La commissaire à la concurrence tente de justifier l'amende de 4,3 milliards d'euros
Hier, la Commission européenne a infligé une amende de 4,34 milliards d'euros (soit 5 milliards de dollars) à Google pour violation des règles de concurrence de l'UE avec Android. « Aujourd'hui, l'internet mobile représente plus de la moitié du trafic internet mondial. Il a changé la vie de millions d'Européens », a déclaré hier Margrethe Vestager, commissaire chargée de la politique de concurrence, dans un communiqué. « L'affaire qui nous occupe porte sur trois types de restrictions imposées par Google aux fabricants d'appareils Android et aux opérateurs de réseaux pour faire en sorte que le trafic sur les appareils Android soit dirigé vers le moteur de recherche de Google. De cette manière, Google utilise Android comme un véhicule pour consolider la position dominante de son moteur de recherche. Ces pratiques ont privé ses concurrents de la possibilité d'innover et de lui livrer concurrence par leurs mérites. Elles ont privé les consommateurs européens des avantages d'une concurrence effective sur le marché important des appareils mobiles », dit-elle.

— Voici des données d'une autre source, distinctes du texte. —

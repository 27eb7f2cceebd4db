//! # Sitepulse Core
//!
//! Shared building blocks for the sitepulse crates:
//!
//! - **Types**: response items for every route and the activity tally
//! - **Errors**: the upstream failure taxonomy
//! - **Constants**: route TTLs and configuration defaults
//!
//! ## Example
//!
//! ```rust
//! use sitepulse_core::{ActivityCount, Limit};
//!
//! let count = ActivityCount::from_increments(vec![3, 0, 7]);
//! assert_eq!(count.total, 10);
//! assert_eq!(Limit::from_signed(2).truncate(vec![1, 2, 3]), vec![1, 2]);
//! ```

#![forbid(unsafe_code)]
#![warn(missing_docs, rust_2018_idioms, clippy::all)]

pub mod constants;
pub mod error;
pub mod types;

pub use constants::*;
pub use error::{Result, SitepulseError};
pub use types::*;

Elle estime que cela est illégal au regard des règles de l'UE en matière de pratiques anticoncurrentielles. Mais sans se limiter à ces propos, la commissaire européenne chargée de la concurrence a détaillé les abus reprochés à Google et qui justifieraient cette amende record qui - pour la mettre en perspective - correspond à la contribution annuelle des Pays-Bas au budget de l'UE.
La position dominante de Google expliquée par la Commission européenne
Suite à son enquête, la Commission européenne conclut que Google occupe une position dominante sur le marché des services de recherche générale sur l'internet, sur le marché des systèmes d'exploitation mobiles intelligents sous licence et sur le marché des boutiques d'applications en ligne pour Android.
Android est un système d'exploitation mobile intelligent sous licence, dans la mesure où les fabricants tiers d'appareils mobiles intelligents peuvent, sous licence, faire fonctionner Android sur leurs appareils. D'après la Commission, grâce au contrôle qu'il exerce sur Android, Google occupe une position dominante sur le marché mondial (à l'exception de la Chine) des systèmes d'exploitation mobiles intelligents sous licence, avec une part de marché de plus de 95 %. Et il existe des barrières élevées à l'entrée, notamment en raison des effets de réseau : plus les consommateurs qui utilisent un système d'exploitation mobile intelligent sont nombreux, plus les développeurs élaborent des applications pour ce système - ce qui, à son tour, attire plus d'utilisateurs. En outre, des ressources considérables sont nécessaires pour mettre en place un système d'exploitation mobile intelligent sous licence qui soit performant.
Pour ce qui est des services de recherche générale, la firme américaine détient des parts de marché de plus de 90 % dans la plupart des 31 États membres de l'Espace économique européen (EEE), et selon la Commission, il existe également des barrières élevées à l'entrée sur ce marché. Enfin, en ce qui concerne les boutiques d'applications Android, Google occupe encore une position dominante sur le marché mondial (à l'exception de la Chine). Plus de 90 % des applications téléchargées sur des appareils Android le sont en effet via Play Store, la boutique d'applications de Google. Et ce marché se caractérise aussi par d'importantes barrières à l'entrée, selon la Commission.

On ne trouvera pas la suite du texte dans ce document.